For educational purposes only — not medical advice.

Important context: The term "ideal body weight" is misleading. These formulas were originally developed for pharmaceutical dosing, not as aesthetic or health targets. The Devine formula (1974), for example, was created to calculate gentamicin antibiotic doses. A more accurate framing is "reference weight for clinical calculations."

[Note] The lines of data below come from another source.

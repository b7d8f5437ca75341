//! Domain types for the spacerent client.
//!
//! This crate holds the value objects shared by the client:
//! - authenticated identity and role records
//! - the notification value delivered over the broker
//! - broker topic names and the role-based selection policy
//! - the session persistence seam (file-backed and in-memory stores)

mod identity;
mod notification;
mod session;
mod topic;

pub use identity::{Identity, Role};
pub use notification::{Notification, kinds, parse_timestamp};
pub use session::{FileSessionStore, MemorySessionStore, SessionError, SessionStore};
pub use topic::Topic;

The four estimates shown represent a consensus range. Because these are population-average models based on height and sex alone, they do not account for muscle mass, bone density, or frame size. Muscular individuals, athletes, and people with naturally larger frames will often exceed these estimates while being perfectly healthy.

Frame size adjustment: Based on the Metropolitan Life Insurance tables (1983), subtract roughly 10% for a small frame or add 10% for a large frame to any formula result. This calculator applies that adjustment automatically when you select your frame size.

For general health assessment, BMI-based healthy weight ranges (18.5 to 25 BMI) may be more appropriate than these clinical reference formulas. For a fuller picture, combine this with our FFMI and Body Fat % calculators.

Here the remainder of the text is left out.